February 28 is rare disease day. Well okay, technically February 29 is rare disease day, but as we members of the rare disease community aim to be noticed more than once every four years, it is usually observed on the 28th). Usually this is a day for both reflection and awareness, during which people like me – a 30-year-old disabled man with the connective tissue disorder Ehlers-Danlos Syndrome (EDS) – can enjoy some much-needed attention to our generally overlooked cause. On this Rare Disease Day, however, I was confronted with a devastating video created by the website AJ+, a site which claims a mission to “share human struggles.” Instead of promoting understanding and solidarity, however, this video instead contained an eerie sense of voyeuristic aspiration.
“DISABILITY OR SUPERABILITY?” the video grandly opens, then proceeds to show various impressive contortionist feats performed by people with EDS. And although the video does eventually discuss the horrific state of chronic pain and injury that are all-too familiar to us EDS patients, the overall clear message of this video, with its myriad of amazing circus stunts, is: “Wouldn’t this disease be so cool to have??”
I would have cried from anger if I hadn’t already been crying from pain. The way I have cried every day for nearly half my life.

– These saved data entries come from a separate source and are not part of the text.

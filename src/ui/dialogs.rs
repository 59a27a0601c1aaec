use super::progress::render_bar;
use super::terminal::HackerTerminal;
use super::{emit, emit_line};
use colored::Colorize;
use std::io::{BufRead, Write};
use std::time::Duration;
use tokio_util::sync::CancellationToken;

/// "Security Advisory" consent prompt; `true` means proceed
pub fn advisory_prompt<R: BufRead, W: Write>(input: &mut R, out: &mut W) -> bool {
    emit_line(out, &format!("{}", "[!] Security Advisory".green().bold()));
    emit_line(
        out,
        &format!(
            "{}",
            "This interface simulates a security diagnostics console. By proceeding you consent to display of your device metadata on-screen."
                .green()
                .dimmed()
        ),
    );
    emit(out, &format!("{} ", "Proceed? [Y/n]".green()));

    let mut answer = String::new();
    match input.read_line(&mut answer) {
        Ok(0) | Err(_) => false,
        Ok(_) => {
            let answer = answer.trim().to_ascii_lowercase();
            !(answer == "n" || answer == "no")
        }
    }
}

/// Script typed by the injection dialog
pub fn injection_lines(handle: &str) -> Vec<String> {
    vec![
        "> establishing reverse channel...".to_string(),
        "> packing diagnostics bundle...".to_string(),
        "> injecting payload into session...".to_string(),
        format!("> handing off to @{}", handle),
        "> done.".to_string(),
    ]
}

/// Final "injection" dialog shown once after a completed run
pub async fn injection_dialog<W: Write>(
    out: &mut W,
    handle: &str,
    reduced_motion: bool,
    cancel: &CancellationToken,
) {
    emit_line(out, "");
    emit_line(out, &format!("{}", "[!!] Malware Injection In Progress".red().bold()));

    let terminal = HackerTerminal::new(injection_lines(handle));
    if reduced_motion {
        terminal.print_all(out);
        emit_line(out, &format!("{}", render_bar(100, 32).red()));
    } else {
        if !terminal.play(out, cancel).await {
            return;
        }
        for pct in (0..=100).step_by(5) {
            if cancel.is_cancelled() {
                return;
            }
            emit(out, &format!("\r{}", render_bar(pct, 32).red()));
            tokio::time::sleep(Duration::from_millis(40)).await;
        }
        emit(out, "\n");
    }

    emit_line(
        out,
        &format!(
            "{} {}",
            "Follow".dimmed(),
            format!("@{}", handle).green().bold()
        ),
    );
    emit_line(
        out,
        &format!(
            "{}",
            "Visual simulation for aesthetic purposes. No harmful actions are performed.".dimmed()
        ),
    );
}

Yes, we EDSers can often dislocate our joints at will – though more often they dislocate on their own with no help from us – but when they do, it hurts every bit as much as it would hurt you. Have you ever seen those movie scenes where someone (usually Mel Gibson) dislocates his shoulder, and he screams in agony? That is what our lives look like every day. It is not a fun trick: it is quite literally hell.

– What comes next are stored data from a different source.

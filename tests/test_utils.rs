use async_trait::async_trait;
use ghostscan::detect::{BatteryStatus, ConnectionHints, DeviceSource, GpuProbe, Platform, StorageKind};
use ghostscan::model::{
    BatteryInfo, ConnectionInfo, DeviceSnapshot, GraphicsInfo, HardwareInfo, InputInfo, LocaleInfo,
    NamedVersion, NetworkSnapshot, PrivacyInfo, ScreenInfo,
};
use ghostscan::{LookupError, NetworkSource, RunController, ScanError};
use std::collections::VecDeque;
use std::sync::atomic::{AtomicUsize, Ordering};
use std::sync::{Arc, Mutex};
use std::time::Duration;

/// Platform with every signal fixed up front
#[derive(Clone, Default)]
#[allow(dead_code)]
pub struct StaticPlatform {
    pub user_agent: Option<String>,
    pub screen: Option<ScreenInfo>,
    pub touch_points: Option<u32>,
    pub languages: Vec<String>,
    pub language: Option<String>,
    pub timezone: Option<String>,
    pub dnt: Option<String>,
    pub cookies: Option<bool>,
    pub local_storage: bool,
    pub session_storage: bool,
    pub cores: Option<u32>,
    pub memory: Option<f64>,
    pub connection: Option<ConnectionHints>,
    pub battery: Option<BatteryStatus>,
    pub battery_fails: bool,
    pub battery_delay: Option<Duration>,
    pub gpu: Option<GpuProbe>,
}

#[async_trait]
impl Platform for StaticPlatform {
    fn user_agent(&self) -> Option<String> {
        self.user_agent.clone()
    }
    fn screen(&self) -> Option<ScreenInfo> {
        self.screen
    }
    fn max_touch_points(&self) -> Option<u32> {
        self.touch_points
    }
    fn languages(&self) -> Vec<String> {
        self.languages.clone()
    }
    fn language(&self) -> Option<String> {
        self.language.clone()
    }
    fn timezone(&self) -> Option<String> {
        self.timezone.clone()
    }
    fn do_not_track(&self) -> Option<String> {
        self.dnt.clone()
    }
    fn cookie_enabled(&self) -> Option<bool> {
        self.cookies
    }
    fn probe_storage(&self, kind: StorageKind, _key: &str) -> Result<(), ScanError> {
        let ok = match kind {
            StorageKind::Local => self.local_storage,
            StorageKind::Session => self.session_storage,
        };
        if ok {
            Ok(())
        } else {
            Err(ScanError::Other("storage blocked".to_string()))
        }
    }
    fn hardware_concurrency(&self) -> Option<u32> {
        self.cores
    }
    fn device_memory(&self) -> Option<f64> {
        self.memory
    }
    fn connection(&self) -> Option<ConnectionHints> {
        self.connection.clone()
    }
    async fn battery(&self) -> Result<Option<BatteryStatus>, ScanError> {
        if let Some(delay) = self.battery_delay {
            tokio::time::sleep(delay).await;
        }
        if self.battery_fails {
            return Err(ScanError::Other("battery permission denied".to_string()));
        }
        Ok(self.battery.clone())
    }
    fn gpu(&self) -> Result<GpuProbe, ScanError> {
        self.gpu
            .clone()
            .ok_or_else(|| ScanError::Other("context creation failed".to_string()))
    }
}

/// A fully populated snapshot tagged with `tag` in its user agent
#[allow(dead_code)]
pub fn sample_device(tag: &str) -> DeviceSnapshot {
    DeviceSnapshot {
        user_agent: format!("Mozilla/5.0 ({})", tag),
        os: NamedVersion::new("macOS", Some("14.2".to_string())),
        browser: NamedVersion::new("Firefox", Some("121.0".to_string())),
        screen: Some(ScreenInfo {
            width: 1920,
            height: 1080,
            color_depth: 24,
            pixel_ratio: 2.0,
        }),
        input: InputInfo { touch: Some(false) },
        locale: LocaleInfo {
            language: Some("en-US".to_string()),
            timezone: Some("Europe/Lisbon".to_string()),
        },
        privacy: PrivacyInfo {
            do_not_track: Some(true),
            cookies_enabled: Some(true),
            local_storage: Some(true),
            session_storage: Some(false),
        },
        hardware: HardwareInfo {
            cores: Some(8),
            memory_gb: Some(16.0),
        },
        connection: ConnectionInfo {
            effective_type: Some("4g".to_string()),
            downlink_mbps: Some(9.5),
            rtt_ms: Some(50),
            save_data: Some(false),
        },
        battery: BatteryInfo {
            level: Some(0.42),
            charging: Some(true),
        },
        graphics: GraphicsInfo {
            renderer: Some("Apple M2".to_string()),
        },
    }
}

#[allow(dead_code)]
pub fn sample_visitor() -> NetworkSnapshot {
    serde_json::from_str(
        r#"{
            "ip": "203.0.113.42",
            "city": "Lisbon",
            "region": "Lisbon",
            "country_name": "Portugal",
            "country_code": "PT",
            "latitude": 38.7223,
            "longitude": -9.1393,
            "org": "Example Telecom",
            "asn": "AS64500",
            "timezone": "Europe/Lisbon",
            "postal": "1000-001",
            "network": "203.0.113.0/24"
        }"#,
    )
    .unwrap()
}

/// Device source returning a distinct snapshot per call
///
/// Call `n` (1-based) yields `sample_device("run-n")` after the matching
/// scripted delay.
#[allow(dead_code)]
pub struct ScriptedDevice {
    calls: AtomicUsize,
    delays: Mutex<VecDeque<Duration>>,
    fail: bool,
}

#[allow(dead_code)]
impl ScriptedDevice {
    pub fn new() -> Self {
        Self::with_delays(Vec::new())
    }

    pub fn with_delays(delays: Vec<Duration>) -> Self {
        Self {
            calls: AtomicUsize::new(0),
            delays: Mutex::new(delays.into()),
            fail: false,
        }
    }

    pub fn failing() -> Self {
        Self {
            fail: true,
            ..Self::new()
        }
    }

    pub fn calls(&self) -> usize {
        self.calls.load(Ordering::SeqCst)
    }
}

#[async_trait]
impl DeviceSource for ScriptedDevice {
    async fn collect(&self) -> Result<DeviceSnapshot, ScanError> {
        let n = self.calls.fetch_add(1, Ordering::SeqCst) + 1;
        let delay = self.delays.lock().unwrap().pop_front();
        if let Some(delay) = delay {
            tokio::time::sleep(delay).await;
        }
        if self.fail {
            return Err(ScanError::Collection("navigator unavailable".to_string()));
        }
        Ok(sample_device(&format!("run-{}", n)))
    }
}

/// Network source replaying a fixed answer
#[allow(dead_code)]
pub struct ScriptedNetwork {
    answer: Result<NetworkSnapshot, LookupError>,
    delay: Duration,
    calls: AtomicUsize,
}

#[allow(dead_code)]
impl ScriptedNetwork {
    pub fn ok(snapshot: NetworkSnapshot) -> Self {
        Self::answer(Ok(snapshot))
    }

    pub fn err(err: LookupError) -> Self {
        Self::answer(Err(err))
    }

    pub fn answer(answer: Result<NetworkSnapshot, LookupError>) -> Self {
        Self {
            answer,
            delay: Duration::ZERO,
            calls: AtomicUsize::new(0),
        }
    }

    pub fn delayed(mut self, delay: Duration) -> Self {
        self.delay = delay;
        self
    }

    pub fn calls(&self) -> usize {
        self.calls.load(Ordering::SeqCst)
    }
}

#[async_trait]
impl NetworkSource for ScriptedNetwork {
    async fn lookup(&self) -> Result<NetworkSnapshot, LookupError> {
        self.calls.fetch_add(1, Ordering::SeqCst);
        if !self.delay.is_zero() {
            tokio::time::sleep(self.delay).await;
        }
        self.answer.clone()
    }
}

pub const REVEAL_DELAY: Duration = Duration::from_millis(280);
pub const COMPLETION_DELAY: Duration = Duration::from_millis(900);

#[allow(dead_code)]
pub fn controller(device: Arc<dyn DeviceSource>, network: Arc<dyn NetworkSource>) -> Arc<RunController> {
    Arc::new(RunController::with_timing(
        device,
        network,
        REVEAL_DELAY,
        COMPLETION_DELAY,
    ))
}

In spotlighting and glorifying these acts of contortion, the video also inherently promotes these acts, which are in fact grossly dangerous for most EDS patients to attempt as they can lead to permanent injury and/or accelerate the degenerative pathology of the disease. In other words, fellow EDSers: do NOT try this at home!
But the video got one thing right: we ARE superheroes. Not because we can contort ourselves, but because we wake up every single day determined to try again. Because in spite of our monumental struggles, we try to live a live filled with meaning and any hint of normalcy we can attain. The odds are stacked against us, but as people with a rare disease we have never been ones to place our faith in odds.
We pray for a cure, or at the very least for any medical advance that will make our lives more manageable. But this will never happen if the world thinks that our mutations turn us into the X-Men. Because at the end of the day, we are just people. We don’t need hero worship. We need understanding. We need support. And above all, we need love.
Thank you, from the bottom of my heart, to every single person who has given me those three things. In every sense of the word, I would not exist without you.